Ia menjelaskan bahwa sebagian besar masyarakat Indonesia bekerja di sektor informal yang rentan terhadap pemutusan hubungan kerja (PHK). Kondisi tersebut membuat masyarakat mudah mengalami tekanan dan frustrasi. Dalam situasi ini, agama kerap menjadi sandaran utama untuk mencari ketenangan batin. Oleh karena itu, dakwah harus mampu menjawab persoalan nyata kehidupan sehari-hari dan memberikan rasa aman serta kedekatan emosional.
Geiz menambahkan, dakwah yang efektif adalah dakwah yang intim dan jujur, serta memiliki relevansi langsung dengan pengalaman hidup masyarakat. “Masyarakat hari ini mencari kejujuran dan kedekatan. Dakwah tidak perlu menjual kesedihan, tetapi menjual rasa kebersamaan dan kedekatan,” katanya.
Ia juga menyoroti pentingnya peran media sosial dalam aktivitas dakwah Rasil. Cerita-cerita tentang keseharian, perjuangan hidup, dan pengalaman nyata dinilai lebih mampu menyentuh hati pendengar dibandingkan pendekatan yang kaku dan formal. “Rasil harus menjadi teman hidup, hadir dekat dengan pendengarnya, serta mampu membaca arah zaman tanpa larut dalam situasi,” lanjutnya.
Di sisi lain, Geiz mengakui bahwa dunia radio saat ini tengah menghadapi tantangan besar. Namun, ia menegaskan bahwa Rasil memiliki kekuatan tersendiri karena dibiayai dan didukung langsung oleh pendengarnya. Berbeda dengan radio lain yang nilai jualnya menurun drastis, Rasil dituntut untuk terus berbenah dan bergerak cepat melakukan perbaikan.

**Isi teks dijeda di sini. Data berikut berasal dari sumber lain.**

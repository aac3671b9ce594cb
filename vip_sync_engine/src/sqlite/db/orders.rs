use chrono::{DateTime, Utc};
use log::debug;
use sqlx::SqliteConnection;

use crate::{
    db_types::{NewOrder, Order, OrderId, PaymentStatus},
    sqlite::db::is_unique_violation,
    traits::VipGatewayError,
};

/// Inserts the order into the ledger, returning `false` in the second parameter if an order with
/// the same idempotency key is already stored. A concurrent insert race on the key resolves the
/// same way; the first stored order wins.
pub async fn idempotent_insert(
    order: NewOrder,
    conn: &mut SqliteConnection,
) -> Result<(Order, bool), VipGatewayError> {
    if let Some(key) = order.idempotency_key.as_deref() {
        if let Some(existing) = fetch_order_by_idempotency_key(key, &mut *conn).await? {
            debug!("📝️ Idempotency key already stored, reusing order [{}]", existing.order_id);
            return Ok((existing, false));
        }
    }
    match insert_order(order.clone(), &mut *conn).await {
        Ok(inserted) => {
            debug!("📝️ Order [{}] inserted with id {}", inserted.order_id, inserted.id);
            Ok((inserted, true))
        },
        Err(e) if is_unique_violation(&e) => {
            if let Some(key) = order.idempotency_key.as_deref() {
                if let Some(existing) = fetch_order_by_idempotency_key(key, conn).await? {
                    debug!("📝️ Lost the insert race for key, reusing order [{}]", existing.order_id);
                    return Ok((existing, false));
                }
            }
            Err(VipGatewayError::OrderAlreadyExists(order.order_id))
        },
        Err(e) => Err(e.into()),
    }
}

/// Inserts a new order into the database using the given connection. This is not atomic. You can embed this call
/// inside a transaction if you need to ensure atomicity, and pass `&mut *tx` as the connection argument.
async fn insert_order(order: NewOrder, conn: &mut SqliteConnection) -> Result<Order, sqlx::Error> {
    let order = sqlx::query_as(
        r#"
            INSERT INTO orders (
                order_id,
                discord_id,
                server_id,
                vip_tier,
                amount,
                status,
                checkout_url,
                idempotency_key,
                created_at,
                updated_at
            ) VALUES ($1, $2, $3, $4, $5, $6, $7, $8, $9, $9)
            RETURNING *;
        "#,
    )
    .bind(order.order_id)
    .bind(order.discord_id)
    .bind(order.server_id)
    .bind(order.vip_tier)
    .bind(order.amount)
    .bind(PaymentStatus::Pending)
    .bind(order.checkout_url)
    .bind(order.idempotency_key)
    .bind(order.created_at)
    .fetch_one(conn)
    .await?;
    Ok(order)
}

/// Returns the ledger entry for the corresponding `order_id`
pub async fn fetch_order_by_order_id(
    order_id: &OrderId,
    conn: &mut SqliteConnection,
) -> Result<Option<Order>, sqlx::Error> {
    let order =
        sqlx::query_as("SELECT * FROM orders WHERE order_id = $1").bind(order_id.as_str()).fetch_optional(conn).await?;
    Ok(order)
}

pub async fn fetch_order_by_idempotency_key(
    key: &str,
    conn: &mut SqliteConnection,
) -> Result<Option<Order>, sqlx::Error> {
    let order =
        sqlx::query_as("SELECT * FROM orders WHERE idempotency_key = $1").bind(key).fetch_optional(conn).await?;
    Ok(order)
}

/// True when the given transaction has already credited VIP time to the order. The recorded
/// status on the order is irrelevant here; a later non-success delivery may have overwritten it.
pub async fn transaction_already_credited(
    order_ref: i64,
    transaction_id: &str,
    conn: &mut SqliteConnection,
) -> Result<bool, sqlx::Error> {
    let row: Option<(i64,)> =
        sqlx::query_as("SELECT id FROM credited_transactions WHERE order_ref = $1 AND transaction_id = $2")
            .bind(order_ref)
            .bind(transaction_id)
            .fetch_optional(conn)
            .await?;
    Ok(row.is_some())
}

/// Marks the transaction as credited against the order. The unique constraint settles the race
/// between two concurrent deliveries of the same confirmation; the loser surfaces as a duplicate.
pub(crate) async fn record_credited_transaction(
    order: &Order,
    transaction_id: &str,
    now: DateTime<Utc>,
    conn: &mut SqliteConnection,
) -> Result<(), VipGatewayError> {
    sqlx::query("INSERT INTO credited_transactions (order_ref, transaction_id, created_at) VALUES ($1, $2, $3)")
        .bind(order.id)
        .bind(transaction_id)
        .bind(now)
        .execute(conn)
        .await
        .map_err(|e| {
            if is_unique_violation(&e) {
                VipGatewayError::DuplicateTransaction {
                    order_id: order.order_id.clone(),
                    transaction_id: transaction_id.to_string(),
                }
            } else {
                e.into()
            }
        })?;
    Ok(())
}

/// Records the provider's verdict on the order: the normalised status, the transaction NSU and a
/// fresh `updated_at`. Every webhook delivery lands here, success-class or not.
pub(crate) async fn record_payment_update(
    id: i64,
    transaction_id: &str,
    status: PaymentStatus,
    now: DateTime<Utc>,
    conn: &mut SqliteConnection,
) -> Result<Order, VipGatewayError> {
    let result: Option<Order> =
        sqlx::query_as("UPDATE orders SET status = $2, transaction_id = $3, updated_at = $4 WHERE id = $1 RETURNING *")
            .bind(id)
            .bind(status)
            .bind(transaction_id)
            .bind(now)
            .fetch_optional(conn)
            .await?;
    result.ok_or(VipGatewayError::OrderIdNotFound(id))
}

Ia juga mendorong keterlibatan anak muda dalam dakwah, dengan gaya komunikasi yang sesuai dengan dunia mereka. Selain itu, Geiz menekankan pentingnya membangun jejaring, termasuk belajar dari aktivitas masjid-masjid di luar negeri, khususnya di kawasan Barat. “Meski sebagian dari mereka tidak mengenyam pendidikan tinggi di luar negeri, pemahaman keagamaannya mungkin masih lemah, tetapi semangat keagamaannya sangat tinggi. Ini potensi besar yang harus dirangkul,” pungkasnya.